-- INFORMATION PROVIDED follows --
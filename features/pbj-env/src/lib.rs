//! pbj-env exposes environment variables as services of a [pbj::Context].
//!
//! The variables are captured into an [EnvSource] and registered as one JSON service. Single
//! variables are derived from it, so registering a new source rebuilds every service which
//! read a variable.
//!
//! # Examples
//!
//! ```rust
//! use pbj::Context;
//! use pbj_env::{env_parse, register_env, EnvSource};
//!
//! let ctx = Context::new();
//! let source = EnvSource::from_pairs([("PORT", "8080")]);
//! let env = register_env(&ctx, &source);
//!
//! let port = env_parse::<u16>(&ctx, &env, "PORT", None).unwrap();
//! assert_eq!(*ctx.resolve(&port).unwrap(), 8080);
//!
//! let workers = env_parse::<u8>(&ctx, &env, "WORKERS", Some(4)).unwrap();
//! assert_eq!(*ctx.resolve(&workers).unwrap(), 4);
//! ```
//!
//! pbj-env consists of the following components:
//!
//! 1. Source - for capturing variables
//! 2. Registration - for turning variables into services
//! 3. Errors - for missing and malformed variables

use std::{fmt::Display, str::FromStr};

use pbj::{pbj_key, Context, Pbj, PbjKey};
use serde_json::Value;

pub mod errors;
pub mod source;

pub use errors::EnvError;
pub use source::EnvSource;

/// Registers the variables of `source` under a new key
pub fn register_env(ctx: &Context, source: &EnvSource) -> PbjKey<Value> {
    let key = pbj_key::<Value>("env");
    ctx.register(&key)
        .with_value(source.to_json())
        .with_description("environment variables");
    tracing::debug!("Registered {} environment variables", source.len());
    key
}

/// A variable as a lazy JSON value, missing variables fall back to `default`
pub fn env_value(
    ctx: &Context,
    env: &PbjKey<Value>,
    name: &str,
    default: Option<&str>,
) -> Result<Pbj<Value>, EnvError> {
    Ok(ctx.path_of(env, name, default.map(Value::from))?)
}

/// A variable parsed into `T`, registered as its own service
///
/// A missing variable resolves to `default`, or fails without one.
pub fn env_parse<T>(
    ctx: &Context,
    env: &PbjKey<Value>,
    name: &str,
    default: Option<T>,
) -> Result<PbjKey<T>, EnvError>
where
    T: FromStr + Clone + 'static,
    T::Err: Display,
{
    let raw = env_value(ctx, env, name, None)?;
    let key = pbj_key::<T>(name);
    let variable = name.to_string();

    ctx.register(&key)
        .with_factory(move |resolution| {
            let raw: Pbj<Value> = resolution.get(&raw)?;
            match raw.get_optional()? {
                Some(value) => parse_value(&variable, &value),
                None => default
                    .clone()
                    .ok_or_else(|| EnvError::Missing(variable.clone())),
            }
        })
        .with_description(&format!("environment variable {name}"));

    Ok(key)
}

fn parse_value<T>(name: &str, value: &Value) -> Result<T, EnvError>
where
    T: FromStr,
    T::Err: Display,
{
    let text = match value {
        Value::String(text) => text.clone(),
        other => other.to_string(),
    };

    text.trim().parse().map_err(|e: T::Err| EnvError::Invalid {
        name: name.to_string(),
        value: text.clone(),
        reason: e.to_string(),
    })
}

#[cfg(test)]
mod tests {
    use super::*;

    fn context_with(pairs: &[(&str, &str)]) -> (Context, PbjKey<Value>) {
        let ctx = Context::new();
        let env = register_env(&ctx, &EnvSource::from_pairs(pairs.iter().copied()));
        (ctx, env)
    }

    #[test]
    fn values_fall_back_to_defaults() {
        let (ctx, env) = context_with(&[("HOST", "db.local")]);

        let host = env_value(&ctx, &env, "HOST", None).unwrap();
        assert_eq!(*host.get().unwrap(), Value::from("db.local"));

        let user = env_value(&ctx, &env, "USER", Some("app")).unwrap();
        assert_eq!(*user.get().unwrap(), Value::from("app"));
    }

    #[test]
    fn missing_variables_without_default_fail() {
        let (ctx, env) = context_with(&[]);
        let port = env_parse::<u16>(&ctx, &env, "PORT", None).unwrap();

        let err = ctx.resolve(&port).unwrap_err();
        assert_eq!(
            err.to_string(),
            "Factory for 'PORT' failed - error: The environment variable 'PORT' is not set"
        );
    }

    #[test]
    fn malformed_values_are_reported() {
        let (ctx, env) = context_with(&[("PORT", "eighty")]);
        let port = env_parse::<u16>(&ctx, &env, "PORT", None).unwrap();

        let err = ctx.resolve(&port).unwrap_err();
        assert!(err.to_string().contains("invalid value 'eighty'"), "{err}");
    }

    #[test]
    fn new_sources_rebuild_parsed_values() {
        let ctx = Context::new();
        let env = register_env(&ctx, &EnvSource::from_pairs([("WORKERS", "2")]));
        let workers = env_parse::<u8>(&ctx, &env, "WORKERS", None).unwrap();
        assert_eq!(*ctx.resolve(&workers).unwrap(), 2);

        ctx.register(&env)
            .with_value(EnvSource::from_pairs([("WORKERS", "8")]).to_json());
        assert_eq!(*ctx.resolve(&workers).unwrap(), 8);
    }

    #[test]
    fn malformed_names_are_rejected() {
        let (ctx, env) = context_with(&[]);
        assert!(matches!(
            env_value(&ctx, &env, "a..b", None),
            Err(EnvError::Registry(_))
        ));
    }
}
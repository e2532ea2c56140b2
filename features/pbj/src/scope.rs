//! Task local overrides
//!
//! A scoped service has no value of its own: it resolves to whatever the innermost active
//! scope bound for it. Scopes follow the logical call chain through `.await` points, so
//! concurrently running tasks each see their own binding.

use std::{future::Future, marker::PhantomData, rc::Rc};

use crate::{
    container::Context,
    errors::PbjError,
    factories::Service,
    key::{KeyId, ServiceKey},
    types::{Injectable, Instance},
};

tokio::task_local! {
    static OVERRIDES: Rc<Binding>;
}

/// One bound value, chained to the bindings of the enclosing scopes
struct Binding {
    key: KeyId,
    value: Option<Instance>,
    outer: Option<Rc<Binding>>,
}

impl Binding {
    fn find(&self, key: &KeyId) -> Option<Option<Instance>> {
        if &self.key == key {
            return Some(self.value.clone());
        }
        self.outer.as_ref().and_then(|outer| outer.find(key))
    }
}

fn bind(key: &KeyId, value: Option<Instance>) -> Rc<Binding> {
    Rc::new(Binding {
        key: key.clone(),
        value,
        outer: OVERRIDES.try_with(Rc::clone).ok(),
    })
}

/// Value bound to `key` by the innermost active scope
pub(crate) fn current_override(key: &KeyId) -> Result<Option<Instance>, PbjError> {
    OVERRIDES
        .try_with(|binding| binding.find(key))
        .ok()
        .flatten()
        .ok_or_else(|| PbjError::ScopeConflict {
            key: key.clone(),
            reason: "resolved outside of an active scope",
        })
}

/// Binds values to a scoped service for the duration of a call
pub struct Scoped<T> {
    context: Context,
    key: KeyId,
    _marker: PhantomData<fn(T)>,
}

impl<T> Clone for Scoped<T> {
    fn clone(&self) -> Self {
        Scoped {
            context: self.context.clone(),
            key: self.key.clone(),
            _marker: PhantomData,
        }
    }
}

impl<T: Injectable> Scoped<T> {
    pub fn key(&self) -> &KeyId {
        &self.key
    }

    /// Runs `f` with `value` bound
    pub fn run<R>(&self, value: T, f: impl FnOnce() -> R) -> R {
        self.run_optional(Some(value), f)
    }

    pub fn run_optional<R>(&self, value: Option<T>, f: impl FnOnce() -> R) -> R {
        let binding = bind(&self.key, value.map(Instance::new));
        self.context.invalidate(&self.key);
        let result = OVERRIDES.sync_scope(binding, f);
        self.context.invalidate(&self.key);
        result
    }

    /// Awaits `fut` with `value` bound, the binding follows the future across `.await`
    pub async fn run_async<F: Future>(&self, value: T, fut: F) -> F::Output {
        let binding = bind(&self.key, Some(Instance::new(value)));
        self.context.invalidate(&self.key);
        let result = OVERRIDES.scope(binding, fut).await;
        self.context.invalidate(&self.key);
        result
    }
}

impl Context {
    /// Turns `key` into a scoped service
    ///
    /// Fails if the key is already bound to a value or factory.
    pub fn scoped<K: ServiceKey>(&self, key: &K) -> Result<Scoped<K::Output>, PbjError> {
        let key = key.key_id();
        let record = self.register_id(&key);
        if record.is_registered() && !record.is_scoped() {
            return Err(PbjError::ScopeConflict {
                key,
                reason: "already bound to a value or factory",
            });
        }

        record.set_cacheable(false);
        record.set_optional(true);
        record.set_service(Service::Scoped);
        Ok(Scoped {
            context: self.clone(),
            key,
            _marker: PhantomData,
        })
    }
}
//! Key identity
//!
//! Every registrable service is addressed by a [KeyId]. Keys compare by identity only:
//! an allocated symbol number, or the `TypeId` of a type or function. The carried name is
//! for diagnostics and never takes part in lookups.

use std::{
    any::TypeId,
    borrow::Cow,
    collections::HashMap,
    hash::{Hash, Hasher},
    marker::PhantomData,
    sync::{
        atomic::{AtomicU64, Ordering},
        Arc, LazyLock, Mutex,
    },
};

use crate::types::Injectable;

static NEXT_SYMBOL: AtomicU64 = AtomicU64::new(1);
static NEXT_ANONYMOUS: AtomicU64 = AtomicU64::new(0);
static ANONYMOUS_NAMES: LazyLock<Mutex<HashMap<TypeId, Arc<str>>>> =
    LazyLock::new(Default::default);

#[derive(Debug, Clone, Copy, PartialEq, Eq, Hash)]
enum KeyKind {
    Symbol(u64),
    Type(TypeId),
    Function(TypeId),
}

/// Canonical identity of a service
#[derive(Clone)]
pub struct KeyId {
    kind: KeyKind,
    name: Arc<str>,
}

impl KeyId {
    /// Allocates a fresh symbol
    pub fn symbol(name: &str) -> Self {
        KeyId {
            kind: KeyKind::Symbol(NEXT_SYMBOL.fetch_add(1, Ordering::Relaxed)),
            name: name.into(),
        }
    }

    /// Key of a type, the equivalent of a class reference
    pub fn of_type<T: Injectable + ?Sized>() -> Self {
        KeyId {
            kind: KeyKind::Type(TypeId::of::<T>()),
            name: short_type_name(std::any::type_name::<T>()).into(),
        }
    }

    /// Key of a function
    ///
    /// Every fn item and closure has its own type, so its `TypeId` identifies the function.
    pub fn of_fn<F: 'static>() -> Self {
        KeyId {
            kind: KeyKind::Function(TypeId::of::<F>()),
            name: function_name::<F>(),
        }
    }

    pub fn name(&self) -> &str {
        &self.name
    }

    /// The `TypeId` for type keys
    pub fn type_id(&self) -> Option<TypeId> {
        match self.kind {
            KeyKind::Type(id) => Some(id),
            _ => None,
        }
    }

    pub fn is_symbol(&self) -> bool {
        matches!(self.kind, KeyKind::Symbol(_))
    }
}

impl PartialEq for KeyId {
    fn eq(&self, other: &Self) -> bool {
        self.kind == other.kind
    }
}
impl Eq for KeyId {}
impl Hash for KeyId {
    fn hash<H: Hasher>(&self, state: &mut H) {
        self.kind.hash(state)
    }
}
impl std::fmt::Display for KeyId {
    fn fmt(&self, f: &mut std::fmt::Formatter<'_>) -> std::fmt::Result {
        f.write_str(&self.name)
    }
}
impl std::fmt::Debug for KeyId {
    fn fmt(&self, f: &mut std::fmt::Formatter<'_>) -> std::fmt::Result {
        match self.kind {
            KeyKind::Symbol(id) => write!(f, "Symbol({}#{id})", self.name),
            KeyKind::Type(_) => write!(f, "Type({})", self.name),
            KeyKind::Function(_) => write!(f, "Fn({})", self.name),
        }
    }
}

/// Anything that canonicalizes to a [KeyId]
pub trait AsKey {
    fn key_id(&self) -> KeyId;
}

/// A key with a statically known value type
pub trait ServiceKey: AsKey {
    type Output: Injectable;
}

impl AsKey for KeyId {
    fn key_id(&self) -> KeyId {
        self.clone()
    }
}
impl<K: AsKey + ?Sized> AsKey for &K {
    fn key_id(&self) -> KeyId {
        (**self).key_id()
    }
}
impl<K: ServiceKey + ?Sized> ServiceKey for &K {
    type Output = K::Output;
}

/// Canonical identity of any key, type key, function key or proxy
pub fn key_of<K: AsKey + ?Sized>(key: &K) -> KeyId {
    key.key_id()
}

/// A symbol key carrying the type of its service
pub struct PbjKey<T> {
    id: KeyId,
    _marker: PhantomData<fn() -> T>,
}

/// Allocates a new key, names don't need to be unique
pub fn pbj_key<T: Injectable>(name: &str) -> PbjKey<T> {
    PbjKey {
        id: KeyId::symbol(name),
        _marker: PhantomData,
    }
}

impl<T> Clone for PbjKey<T> {
    fn clone(&self) -> Self {
        PbjKey {
            id: self.id.clone(),
            _marker: PhantomData,
        }
    }
}
impl<T> std::fmt::Debug for PbjKey<T> {
    fn fmt(&self, f: &mut std::fmt::Formatter<'_>) -> std::fmt::Result {
        f.debug_tuple("PbjKey").field(&self.id).finish()
    }
}
impl<T> AsKey for PbjKey<T> {
    fn key_id(&self) -> KeyId {
        self.id.clone()
    }
}
impl<T: Injectable> ServiceKey for PbjKey<T> {
    type Output = T;
}

/// Key of a type, its own constructor provides the service
pub struct TypeKey<T>(PhantomData<fn() -> T>);

pub fn type_key<T: Injectable>() -> TypeKey<T> {
    TypeKey(PhantomData)
}

impl<T> Clone for TypeKey<T> {
    fn clone(&self) -> Self {
        TypeKey(PhantomData)
    }
}
impl<T: Injectable> AsKey for TypeKey<T> {
    fn key_id(&self) -> KeyId {
        KeyId::of_type::<T>()
    }
}
impl<T: Injectable> ServiceKey for TypeKey<T> {
    type Output = T;
}

/// Key of a factory function, the function is both key and service
pub struct FnKey<T> {
    id: KeyId,
    _marker: PhantomData<fn() -> T>,
}

impl<T> FnKey<T> {
    pub(crate) fn of<F: 'static>() -> Self {
        FnKey {
            id: KeyId::of_fn::<F>(),
            _marker: PhantomData,
        }
    }
}
impl<T> Clone for FnKey<T> {
    fn clone(&self) -> Self {
        FnKey {
            id: self.id.clone(),
            _marker: PhantomData,
        }
    }
}
impl<T> AsKey for FnKey<T> {
    fn key_id(&self) -> KeyId {
        self.id.clone()
    }
}
impl<T: Injectable> ServiceKey for FnKey<T> {
    type Output = T;
}

/// Things with a human readable name
pub trait Named {
    fn display_name(&self) -> Cow<'_, str>;
}
impl Named for str {
    fn display_name(&self) -> Cow<'_, str> {
        Cow::Borrowed(self)
    }
}
impl Named for String {
    fn display_name(&self) -> Cow<'_, str> {
        Cow::Borrowed(self)
    }
}
impl Named for KeyId {
    fn display_name(&self) -> Cow<'_, str> {
        Cow::Borrowed(&self.name)
    }
}
impl<T> Named for PbjKey<T> {
    fn display_name(&self) -> Cow<'_, str> {
        self.id.display_name()
    }
}
impl<T: Injectable> Named for TypeKey<T> {
    fn display_name(&self) -> Cow<'_, str> {
        Cow::Owned(self.key_id().name.to_string())
    }
}
impl<T> Named for FnKey<T> {
    fn display_name(&self) -> Cow<'_, str> {
        self.id.display_name()
    }
}

/// Best effort human readable name
pub fn as_string<N: Named + ?Sized>(value: &N) -> String {
    value.display_name().into_owned()
}

/// Name of a function, anonymous functions get a stable `<anonymous>@N` label
pub fn function_name<F: 'static>() -> Arc<str> {
    let full = std::any::type_name::<F>();
    if !full.contains("{{closure}}") {
        return short_type_name(full).into();
    }

    let mut names = ANONYMOUS_NAMES.lock().unwrap_or_else(|e| e.into_inner());
    names
        .entry(TypeId::of::<F>())
        .or_insert_with(|| {
            let n = NEXT_ANONYMOUS.fetch_add(1, Ordering::Relaxed);
            format!("<anonymous>@{n}").into()
        })
        .clone()
}

/// Strips the module path, keeping generic arguments
fn short_type_name(full: &str) -> String {
    let (path, generics) = match full.find('<') {
        Some(idx) => full.split_at(idx),
        None => (full, ""),
    };
    let base = path.rsplit("::").next().unwrap_or(path);
    format!("{base}{generics}")
}
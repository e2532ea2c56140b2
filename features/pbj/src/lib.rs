//! pbj is a single threaded dependency injection registry with lazy, self invalidating
//! services.
//!
//! Services are registered under keys in a [Context]. Resolving a key builds the service
//! once and caches it; every key read while a service is being built becomes one of its
//! dependencies, and changing a dependency invalidates everything built on top of it.
//!
//! pbj is split into three major parts:
//! 1. Keys: [PbjKey] for named services, [TypeKey] for types which build themselves
//! 2. Context: registration through [ServiceHandle], resolution, invalidation
//! 3. Pbj<T>: a lazy handle which builds its service on first access
//!
//! # Examples
//!
//! ```rust
//! use std::rc::Rc;
//! use pbj::{pbj_key, Context, DynError};
//!
//! let ctx = Context::new();
//! let host = pbj_key::<String>("host");
//! let port = pbj_key::<u16>("port");
//! let url = pbj_key::<String>("url");
//!
//! ctx.register(&host).with_value("localhost".to_string());
//! ctx.register(&port).with_value(8080);
//! let (h, p) = (host.clone(), port.clone());
//! ctx.register(&url).with_factory(move |r| {
//!     let host: Rc<String> = r.resolve(&h)?;
//!     let port: Rc<u16> = r.resolve(&p)?;
//!     Ok::<_, DynError>(format!("http://{host}:{port}"))
//! });
//!
//! assert_eq!(*ctx.resolve(&url).unwrap(), "http://localhost:8080");
//!
//! // Changing a dependency rebuilds the dependents on their next read
//! ctx.register(&port).with_value(9090);
//! assert_eq!(*ctx.resolve(&url).unwrap(), "http://localhost:9090");
//! ```

mod builder;
mod container;
mod dependency_graph;
mod errors;
mod factories;
mod handle;
mod initiator;
mod invocation;
mod key;
mod logger;
mod notify;
mod path;
mod pending;
mod record;
mod resolver;
#[cfg(feature = "scoped")]
mod scope;
mod types;

pub use builder::ContextBuilder;
pub use container::Context;
pub use dependency_graph::{DependencyGraphError, DependencyGraphErrors, ServiceSnapshot, Visit};
pub use errors::PbjError;
pub use factories::{Construct, FactoryKind};
pub use handle::{Next, ServiceHandle};
pub use invocation::{NextFn, Resolution};
pub use key::{
    as_string, function_name, key_of, pbj_key, type_key, AsKey, FnKey, KeyId, Named, PbjKey,
    ServiceKey, TypeKey,
};
pub use logger::{format_template, logger_key, Logger, TracingLogger};
pub use notify::Subscription;
pub use pending::{AsyncPending, PendingOp};
pub use record::ServiceRecord;
pub use resolver::{Arg, ListLike, ListOf, Pbj, ProxyState, Resolver};
#[cfg(feature = "scoped")]
pub use scope::Scoped;
pub use types::{DynError, Injectable, Instance, TypeInfo};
-- INFORMATION PROVIDED concluded --
**WHAT IS BEING ASKED:** Please copy the lines in the records above between the one holding "variables into services" and the one holding "Ok(ctx.path_of(env, name, default.map(Value::from))?)", inclusive, exactly and with no other line.

**RESULT OF THE TASK:**
//! 2. Registration - for turning variables into services
//! 3. Errors - for missing and malformed variables

use std::{fmt::Display, str::FromStr};

use pbj::{pbj_key, Context, Pbj, PbjKey};
use serde_json::Value;

pub mod errors;
pub mod source;

pub use errors::EnvError;
pub use source::EnvSource;

/// Registers the variables of `source` under a new key
pub fn register_env(ctx: &Context, source: &EnvSource) -> PbjKey<Value> {
    let key = pbj_key::<Value>("env");
    ctx.register(&key)
        .with_value(source.to_json())
        .with_description("environment variables");
    tracing::debug!("Registered {} environment variables", source.len());
    key
}

/// A variable as a lazy JSON value, missing variables fall back to `default`
pub fn env_value(
    ctx: &Context,
    env: &PbjKey<Value>,
    name: &str,
    default: Option<&str>,
) -> Result<Pbj<Value>, EnvError> {
    Ok(ctx.path_of(env, name, default.map(Value::from))?)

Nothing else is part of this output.